A Systematic Study of Phase Changes Induced by Trans-Membrane Peptide Gramicidin-A in Multi-Component Lipid Membranes

Abstract

What are the effects of proteins on lipid membrane domains? In order to answer this question, we systematically investigated the phase changes induced by trans-membrane peptide gramicidin-A in 16:0-18:2PC(PLPC)/di18:0PC(DSPC)/cholesterol and 16:0-18:2PC/di16:0PC(DPPC)/cholesterol lipid bilayers. Quaternary giant unilamellar vesicles (GUV) were prepared using our recently developed Damp-Film method.

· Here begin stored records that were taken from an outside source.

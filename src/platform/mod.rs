//! Platform abstraction layer
//!
//! This module provides a unified interface for platform-specific operations,
//! abstracting away differences between Unix and Windows.

mod traits;
#[cfg(unix)]
mod unix;
#[cfg(windows)]
mod windows;

pub use traits::*;

use crate::models::ProcessPriority;

/// Windows priority class values, also used as the persisted `priority` setting
const PRIORITY_CLASSES: [(ProcessPriority, u32); 5] = [
    (ProcessPriority::High, 0x0000_0080),
    (ProcessPriority::AboveNormal, 0x0000_8000),
    (ProcessPriority::Normal, 0x0000_0020),
    (ProcessPriority::BelowNormal, 0x0000_4000),
    (ProcessPriority::Idle, 0x0000_0040),
];

/// Map a priority to its OS priority-class value
pub fn priority_class(priority: ProcessPriority) -> u32 {
    PRIORITY_CLASSES
        .iter()
        .find(|(p, _)| *p == priority)
        .map(|(_, class)| *class)
        .unwrap_or(0x0000_0020)
}

/// Map an OS priority-class value back to a priority
pub fn priority_from_class(class: u32) -> Option<ProcessPriority> {
    PRIORITY_CLASSES
        .iter()
        .find(|(_, c)| *c == class)
        .map(|(p, _)| *p)
}

/// Platform implementation factory
pub struct Platform;

impl Platform {
    /// Get the platform-specific priority operations
    pub fn priority() -> Box<dyn PriorityOps> {
        #[cfg(unix)]
        {
            Box::new(unix::UnixPriority::new())
        }

        #[cfg(windows)]
        {
            Box::new(windows::WindowsPriority::new())
        }

        #[cfg(not(any(unix, windows)))]
        {
            compile_error!("Unsupported platform");
        }
    }

    /// Get the platform-specific filesystem operations
    pub fn filesystem() -> Box<dyn FilesystemOps> {
        #[cfg(unix)]
        {
            Box::new(unix::UnixFilesystem::new())
        }

        #[cfg(windows)]
        {
            Box::new(windows::WindowsFilesystem::new())
        }

        #[cfg(not(any(unix, windows)))]
        {
            compile_error!("Unsupported platform");
        }
    }

    /// Get the platform-specific path operations
    pub fn paths() -> Box<dyn PathOps> {
        #[cfg(unix)]
        {
            Box::new(unix::UnixPaths::new())
        }

        #[cfg(windows)]
        {
            Box::new(windows::WindowsPaths::new())
        }

        #[cfg(not(any(unix, windows)))]
        {
            compile_error!("Unsupported platform");
        }
    }
}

The phase boundaries of liquid-ordered and liquid-disordered (Lo+Ld) coexisting region as well as the critical points were determined using video fluorescence microscopy. Within the phase coexisting regions, thermodynamic tie-lines were determined using a fluorescence assay. Our results show that adding 1 mol% of gramicidin produces significant and complex phase changes to the lipid bilayers: at some lipid compositions, gramicidin can induce lipid domains; at others, gramicidin completely abolish the phase separation; even if the phase separation is preserved, gramicidin significantly alters the lipid compositions of membrane domains and tie-lines. In the biological relevant critical region, these changes could be quite dramatic. We also measured gramicidin-A partition coefficients between coexisting Lo+Ld lipid phases. Away from the critical point, the coefficient is close to 2, indicating that gramicidin slightly prefers the disordered Ld lipid domains with smaller bilayer thickness. However, the partition coefficient continuously changes with lipid composition. Near the critical point, the partition coefficient approaches to the theoretical value of 1.